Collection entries
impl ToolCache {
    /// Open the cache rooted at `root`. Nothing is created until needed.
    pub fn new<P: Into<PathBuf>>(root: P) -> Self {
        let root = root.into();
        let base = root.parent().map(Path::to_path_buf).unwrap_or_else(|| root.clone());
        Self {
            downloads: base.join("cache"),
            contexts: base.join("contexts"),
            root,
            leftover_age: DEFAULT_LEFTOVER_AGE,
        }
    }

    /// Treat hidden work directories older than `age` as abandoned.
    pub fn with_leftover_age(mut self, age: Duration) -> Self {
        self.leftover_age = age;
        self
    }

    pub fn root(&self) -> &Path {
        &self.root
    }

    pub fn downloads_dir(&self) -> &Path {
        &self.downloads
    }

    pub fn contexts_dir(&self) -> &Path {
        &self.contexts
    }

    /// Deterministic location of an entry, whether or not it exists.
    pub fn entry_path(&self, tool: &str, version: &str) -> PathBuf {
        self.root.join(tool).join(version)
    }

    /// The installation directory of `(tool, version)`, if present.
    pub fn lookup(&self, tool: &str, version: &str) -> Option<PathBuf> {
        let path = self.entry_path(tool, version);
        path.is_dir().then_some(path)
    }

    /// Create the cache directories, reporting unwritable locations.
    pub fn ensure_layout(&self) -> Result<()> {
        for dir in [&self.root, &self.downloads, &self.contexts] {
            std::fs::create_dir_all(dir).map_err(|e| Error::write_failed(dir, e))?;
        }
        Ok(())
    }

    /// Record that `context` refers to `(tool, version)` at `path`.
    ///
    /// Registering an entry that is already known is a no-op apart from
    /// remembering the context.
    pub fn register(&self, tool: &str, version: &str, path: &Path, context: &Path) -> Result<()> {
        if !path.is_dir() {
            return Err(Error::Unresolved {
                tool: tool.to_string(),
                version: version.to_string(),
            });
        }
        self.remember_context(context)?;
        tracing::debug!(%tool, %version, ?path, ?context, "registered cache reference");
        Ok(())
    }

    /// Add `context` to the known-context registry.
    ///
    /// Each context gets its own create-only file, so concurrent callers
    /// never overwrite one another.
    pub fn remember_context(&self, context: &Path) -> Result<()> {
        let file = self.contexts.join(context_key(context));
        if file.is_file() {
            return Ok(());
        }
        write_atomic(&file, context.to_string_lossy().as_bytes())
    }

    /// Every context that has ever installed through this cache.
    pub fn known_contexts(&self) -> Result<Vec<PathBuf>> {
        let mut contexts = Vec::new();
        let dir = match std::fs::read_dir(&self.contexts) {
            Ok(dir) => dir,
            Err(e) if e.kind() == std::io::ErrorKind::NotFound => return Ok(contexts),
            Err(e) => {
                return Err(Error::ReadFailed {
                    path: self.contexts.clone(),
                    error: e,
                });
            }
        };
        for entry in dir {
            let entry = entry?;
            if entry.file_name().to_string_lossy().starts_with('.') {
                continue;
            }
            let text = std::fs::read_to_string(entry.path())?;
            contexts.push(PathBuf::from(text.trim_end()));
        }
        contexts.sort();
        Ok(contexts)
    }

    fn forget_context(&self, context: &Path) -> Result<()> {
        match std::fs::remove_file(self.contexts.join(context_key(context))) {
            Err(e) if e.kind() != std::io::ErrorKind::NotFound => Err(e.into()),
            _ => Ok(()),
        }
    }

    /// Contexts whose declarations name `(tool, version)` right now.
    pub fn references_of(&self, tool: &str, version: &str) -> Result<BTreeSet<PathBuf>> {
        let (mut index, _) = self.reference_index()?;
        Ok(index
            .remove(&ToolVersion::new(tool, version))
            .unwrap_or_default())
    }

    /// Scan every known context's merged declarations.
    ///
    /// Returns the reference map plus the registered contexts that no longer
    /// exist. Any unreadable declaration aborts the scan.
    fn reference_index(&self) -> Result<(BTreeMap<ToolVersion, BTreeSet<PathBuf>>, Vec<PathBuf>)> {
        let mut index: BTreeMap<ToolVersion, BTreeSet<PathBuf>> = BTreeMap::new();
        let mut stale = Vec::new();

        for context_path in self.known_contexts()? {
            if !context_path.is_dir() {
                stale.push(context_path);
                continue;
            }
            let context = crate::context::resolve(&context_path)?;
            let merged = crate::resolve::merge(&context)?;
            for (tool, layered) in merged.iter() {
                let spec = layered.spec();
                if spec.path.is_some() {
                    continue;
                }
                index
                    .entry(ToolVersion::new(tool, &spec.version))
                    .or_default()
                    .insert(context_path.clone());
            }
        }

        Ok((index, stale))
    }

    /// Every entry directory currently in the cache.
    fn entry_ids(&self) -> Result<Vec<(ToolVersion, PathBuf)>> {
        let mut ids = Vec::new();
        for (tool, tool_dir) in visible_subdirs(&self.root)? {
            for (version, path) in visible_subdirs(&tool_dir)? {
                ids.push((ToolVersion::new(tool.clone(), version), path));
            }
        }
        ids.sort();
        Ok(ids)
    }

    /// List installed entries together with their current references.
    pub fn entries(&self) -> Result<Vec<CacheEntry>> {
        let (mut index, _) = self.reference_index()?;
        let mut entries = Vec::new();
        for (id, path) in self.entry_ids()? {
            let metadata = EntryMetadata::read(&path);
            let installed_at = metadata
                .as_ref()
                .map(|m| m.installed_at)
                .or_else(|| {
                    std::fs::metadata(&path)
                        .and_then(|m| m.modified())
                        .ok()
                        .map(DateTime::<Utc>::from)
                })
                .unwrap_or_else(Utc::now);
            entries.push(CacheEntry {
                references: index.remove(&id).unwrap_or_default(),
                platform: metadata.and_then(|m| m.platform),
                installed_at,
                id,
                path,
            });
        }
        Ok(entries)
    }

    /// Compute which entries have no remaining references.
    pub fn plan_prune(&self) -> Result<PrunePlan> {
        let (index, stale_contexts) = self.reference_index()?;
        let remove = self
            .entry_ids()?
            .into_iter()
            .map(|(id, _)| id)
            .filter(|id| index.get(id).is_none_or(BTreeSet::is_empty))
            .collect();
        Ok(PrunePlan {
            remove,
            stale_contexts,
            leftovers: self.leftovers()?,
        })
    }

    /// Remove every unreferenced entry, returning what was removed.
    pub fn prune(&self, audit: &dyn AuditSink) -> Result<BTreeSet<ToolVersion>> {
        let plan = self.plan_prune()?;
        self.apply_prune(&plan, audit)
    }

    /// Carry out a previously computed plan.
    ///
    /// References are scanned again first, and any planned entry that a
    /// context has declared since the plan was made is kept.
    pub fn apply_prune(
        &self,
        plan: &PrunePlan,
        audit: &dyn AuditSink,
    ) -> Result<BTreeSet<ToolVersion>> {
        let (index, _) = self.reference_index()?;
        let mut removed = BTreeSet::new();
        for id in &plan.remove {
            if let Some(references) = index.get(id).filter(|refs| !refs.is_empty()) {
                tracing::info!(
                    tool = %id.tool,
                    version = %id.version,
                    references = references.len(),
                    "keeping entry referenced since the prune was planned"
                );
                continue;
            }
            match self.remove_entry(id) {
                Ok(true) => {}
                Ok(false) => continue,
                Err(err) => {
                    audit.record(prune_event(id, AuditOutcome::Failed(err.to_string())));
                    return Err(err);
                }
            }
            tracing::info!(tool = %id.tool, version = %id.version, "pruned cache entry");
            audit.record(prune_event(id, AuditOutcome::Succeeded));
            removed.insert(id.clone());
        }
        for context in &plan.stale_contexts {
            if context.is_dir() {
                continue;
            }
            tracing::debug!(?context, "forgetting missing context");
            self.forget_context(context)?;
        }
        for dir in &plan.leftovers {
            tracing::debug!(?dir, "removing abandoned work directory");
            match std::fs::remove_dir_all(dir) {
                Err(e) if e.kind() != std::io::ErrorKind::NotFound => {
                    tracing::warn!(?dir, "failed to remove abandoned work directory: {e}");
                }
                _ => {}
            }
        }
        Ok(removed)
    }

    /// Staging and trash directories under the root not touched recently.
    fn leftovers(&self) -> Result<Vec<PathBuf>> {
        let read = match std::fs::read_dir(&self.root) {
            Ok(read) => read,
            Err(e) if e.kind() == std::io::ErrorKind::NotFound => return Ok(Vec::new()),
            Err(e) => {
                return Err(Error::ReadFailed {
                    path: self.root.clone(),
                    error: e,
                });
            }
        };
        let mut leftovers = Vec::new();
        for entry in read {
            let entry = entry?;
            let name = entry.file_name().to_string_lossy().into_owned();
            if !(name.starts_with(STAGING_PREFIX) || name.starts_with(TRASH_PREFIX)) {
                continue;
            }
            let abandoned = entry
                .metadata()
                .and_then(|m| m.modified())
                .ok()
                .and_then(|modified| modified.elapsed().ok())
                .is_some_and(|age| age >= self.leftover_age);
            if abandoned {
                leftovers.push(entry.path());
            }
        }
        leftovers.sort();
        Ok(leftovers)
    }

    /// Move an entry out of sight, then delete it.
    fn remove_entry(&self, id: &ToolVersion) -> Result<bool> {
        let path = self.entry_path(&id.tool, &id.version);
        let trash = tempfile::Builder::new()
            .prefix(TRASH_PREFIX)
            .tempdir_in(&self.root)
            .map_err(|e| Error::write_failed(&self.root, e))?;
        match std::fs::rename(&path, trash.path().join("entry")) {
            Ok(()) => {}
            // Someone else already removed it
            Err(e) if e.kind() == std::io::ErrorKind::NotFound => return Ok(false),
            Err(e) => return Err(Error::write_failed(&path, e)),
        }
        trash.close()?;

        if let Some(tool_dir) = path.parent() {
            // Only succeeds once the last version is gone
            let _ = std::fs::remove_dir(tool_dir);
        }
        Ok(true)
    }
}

_Prompt_
Go through the records above, find every line with the word "since", and list those lines.

_Output of the task_
    /// context has declared since the plan was made is kept.
                    "keeping entry referenced since the prune was planned"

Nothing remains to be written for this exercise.